> Problem to work on: Would you tally how many lines in the records include the word "AnnounceHistory"? Reply with the number only.

Collected data entries
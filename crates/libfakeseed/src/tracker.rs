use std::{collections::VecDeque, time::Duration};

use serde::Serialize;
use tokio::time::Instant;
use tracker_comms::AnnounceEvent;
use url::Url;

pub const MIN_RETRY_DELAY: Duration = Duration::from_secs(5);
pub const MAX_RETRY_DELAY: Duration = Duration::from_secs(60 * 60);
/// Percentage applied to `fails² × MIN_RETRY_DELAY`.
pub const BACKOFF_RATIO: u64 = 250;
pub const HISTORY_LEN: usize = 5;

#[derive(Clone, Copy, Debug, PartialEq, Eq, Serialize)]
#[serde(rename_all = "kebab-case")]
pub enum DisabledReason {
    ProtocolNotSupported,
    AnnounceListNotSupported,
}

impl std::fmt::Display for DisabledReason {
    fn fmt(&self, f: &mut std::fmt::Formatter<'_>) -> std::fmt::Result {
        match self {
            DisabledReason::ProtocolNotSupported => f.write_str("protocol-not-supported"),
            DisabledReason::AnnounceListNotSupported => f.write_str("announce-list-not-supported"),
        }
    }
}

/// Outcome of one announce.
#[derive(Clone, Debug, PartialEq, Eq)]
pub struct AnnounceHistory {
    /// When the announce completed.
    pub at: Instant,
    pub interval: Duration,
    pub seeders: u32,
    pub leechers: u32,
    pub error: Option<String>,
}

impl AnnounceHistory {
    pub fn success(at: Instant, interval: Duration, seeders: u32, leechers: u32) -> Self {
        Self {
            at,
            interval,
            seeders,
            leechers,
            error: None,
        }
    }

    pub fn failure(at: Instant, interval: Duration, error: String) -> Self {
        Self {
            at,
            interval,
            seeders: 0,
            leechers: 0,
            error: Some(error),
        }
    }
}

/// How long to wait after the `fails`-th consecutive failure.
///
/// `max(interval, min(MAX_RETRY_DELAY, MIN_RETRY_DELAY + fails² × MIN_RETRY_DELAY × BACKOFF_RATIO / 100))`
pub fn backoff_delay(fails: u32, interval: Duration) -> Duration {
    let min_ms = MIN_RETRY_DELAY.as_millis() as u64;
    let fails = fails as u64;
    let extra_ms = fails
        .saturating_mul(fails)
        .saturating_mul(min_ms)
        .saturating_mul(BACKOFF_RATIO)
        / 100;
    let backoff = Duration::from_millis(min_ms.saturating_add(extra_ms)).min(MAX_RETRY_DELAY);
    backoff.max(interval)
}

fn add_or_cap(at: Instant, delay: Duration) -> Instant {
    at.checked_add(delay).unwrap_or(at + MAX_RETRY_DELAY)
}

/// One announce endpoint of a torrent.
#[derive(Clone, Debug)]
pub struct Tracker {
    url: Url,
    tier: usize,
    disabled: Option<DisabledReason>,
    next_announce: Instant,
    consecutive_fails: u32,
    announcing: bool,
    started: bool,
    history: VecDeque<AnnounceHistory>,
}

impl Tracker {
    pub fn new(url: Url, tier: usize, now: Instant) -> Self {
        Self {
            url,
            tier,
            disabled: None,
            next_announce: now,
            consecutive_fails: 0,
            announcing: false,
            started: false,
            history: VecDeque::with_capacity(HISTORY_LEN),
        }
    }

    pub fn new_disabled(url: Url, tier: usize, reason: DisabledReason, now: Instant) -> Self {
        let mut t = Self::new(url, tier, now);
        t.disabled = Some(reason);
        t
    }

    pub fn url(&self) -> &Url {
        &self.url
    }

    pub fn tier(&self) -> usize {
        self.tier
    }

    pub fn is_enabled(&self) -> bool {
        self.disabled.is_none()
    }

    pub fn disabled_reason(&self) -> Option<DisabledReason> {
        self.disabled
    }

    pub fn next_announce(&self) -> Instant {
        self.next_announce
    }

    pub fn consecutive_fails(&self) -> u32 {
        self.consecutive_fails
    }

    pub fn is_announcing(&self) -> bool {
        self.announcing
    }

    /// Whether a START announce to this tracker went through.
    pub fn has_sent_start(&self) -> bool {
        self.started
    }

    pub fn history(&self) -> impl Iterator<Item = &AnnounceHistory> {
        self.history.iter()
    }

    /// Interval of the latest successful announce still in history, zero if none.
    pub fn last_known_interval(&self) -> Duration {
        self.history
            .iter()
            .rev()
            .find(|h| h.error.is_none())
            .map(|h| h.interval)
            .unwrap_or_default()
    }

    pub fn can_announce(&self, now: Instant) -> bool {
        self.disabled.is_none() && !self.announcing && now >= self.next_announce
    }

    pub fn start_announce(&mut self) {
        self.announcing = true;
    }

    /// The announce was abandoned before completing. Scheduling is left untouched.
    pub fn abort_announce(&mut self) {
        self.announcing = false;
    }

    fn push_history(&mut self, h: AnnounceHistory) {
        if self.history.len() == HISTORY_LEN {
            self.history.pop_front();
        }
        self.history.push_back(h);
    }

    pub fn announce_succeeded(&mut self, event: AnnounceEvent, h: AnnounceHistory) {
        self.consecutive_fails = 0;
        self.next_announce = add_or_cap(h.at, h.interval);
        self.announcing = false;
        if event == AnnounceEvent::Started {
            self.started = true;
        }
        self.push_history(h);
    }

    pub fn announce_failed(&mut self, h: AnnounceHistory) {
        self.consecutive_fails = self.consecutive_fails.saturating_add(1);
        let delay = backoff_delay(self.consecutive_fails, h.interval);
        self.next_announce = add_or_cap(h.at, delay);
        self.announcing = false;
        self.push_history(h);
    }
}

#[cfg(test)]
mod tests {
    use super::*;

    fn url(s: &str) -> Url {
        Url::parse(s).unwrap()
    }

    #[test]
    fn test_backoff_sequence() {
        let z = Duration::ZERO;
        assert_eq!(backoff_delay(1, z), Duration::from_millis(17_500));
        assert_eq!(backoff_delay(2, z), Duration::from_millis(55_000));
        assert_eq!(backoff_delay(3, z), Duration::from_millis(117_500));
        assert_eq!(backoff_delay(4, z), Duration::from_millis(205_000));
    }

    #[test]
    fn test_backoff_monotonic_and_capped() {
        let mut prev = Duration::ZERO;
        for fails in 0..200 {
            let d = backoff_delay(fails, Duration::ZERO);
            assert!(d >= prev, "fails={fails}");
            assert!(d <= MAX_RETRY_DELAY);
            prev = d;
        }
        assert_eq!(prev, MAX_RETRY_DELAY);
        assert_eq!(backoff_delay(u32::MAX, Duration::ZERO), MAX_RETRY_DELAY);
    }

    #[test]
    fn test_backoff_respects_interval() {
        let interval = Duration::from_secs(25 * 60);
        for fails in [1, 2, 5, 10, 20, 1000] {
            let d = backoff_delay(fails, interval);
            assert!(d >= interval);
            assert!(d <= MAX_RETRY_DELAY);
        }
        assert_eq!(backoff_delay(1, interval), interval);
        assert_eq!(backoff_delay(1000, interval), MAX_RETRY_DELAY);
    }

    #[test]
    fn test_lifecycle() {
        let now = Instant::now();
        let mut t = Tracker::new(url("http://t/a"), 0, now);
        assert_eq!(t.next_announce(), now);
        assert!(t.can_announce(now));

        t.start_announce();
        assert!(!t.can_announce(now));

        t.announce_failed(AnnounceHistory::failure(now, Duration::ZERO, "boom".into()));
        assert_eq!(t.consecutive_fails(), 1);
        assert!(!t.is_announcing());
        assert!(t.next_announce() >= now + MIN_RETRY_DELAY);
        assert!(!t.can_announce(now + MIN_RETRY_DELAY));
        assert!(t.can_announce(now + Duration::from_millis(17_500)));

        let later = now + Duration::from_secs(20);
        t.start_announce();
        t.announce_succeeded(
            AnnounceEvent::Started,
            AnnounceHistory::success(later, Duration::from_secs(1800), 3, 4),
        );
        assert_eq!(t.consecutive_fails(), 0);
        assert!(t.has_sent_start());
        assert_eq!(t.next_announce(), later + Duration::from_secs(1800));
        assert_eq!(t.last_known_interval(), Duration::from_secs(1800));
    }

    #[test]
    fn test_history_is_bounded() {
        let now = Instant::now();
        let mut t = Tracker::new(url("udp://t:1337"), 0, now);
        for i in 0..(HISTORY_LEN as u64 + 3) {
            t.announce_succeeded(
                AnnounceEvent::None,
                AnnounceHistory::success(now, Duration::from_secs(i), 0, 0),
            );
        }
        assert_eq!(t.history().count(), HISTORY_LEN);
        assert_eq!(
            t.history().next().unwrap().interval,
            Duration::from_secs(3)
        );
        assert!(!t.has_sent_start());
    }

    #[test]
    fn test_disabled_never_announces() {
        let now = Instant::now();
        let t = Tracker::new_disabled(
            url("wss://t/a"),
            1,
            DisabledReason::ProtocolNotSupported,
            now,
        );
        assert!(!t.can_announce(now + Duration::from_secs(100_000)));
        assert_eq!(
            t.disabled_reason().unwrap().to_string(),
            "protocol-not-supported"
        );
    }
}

> Expected output: 10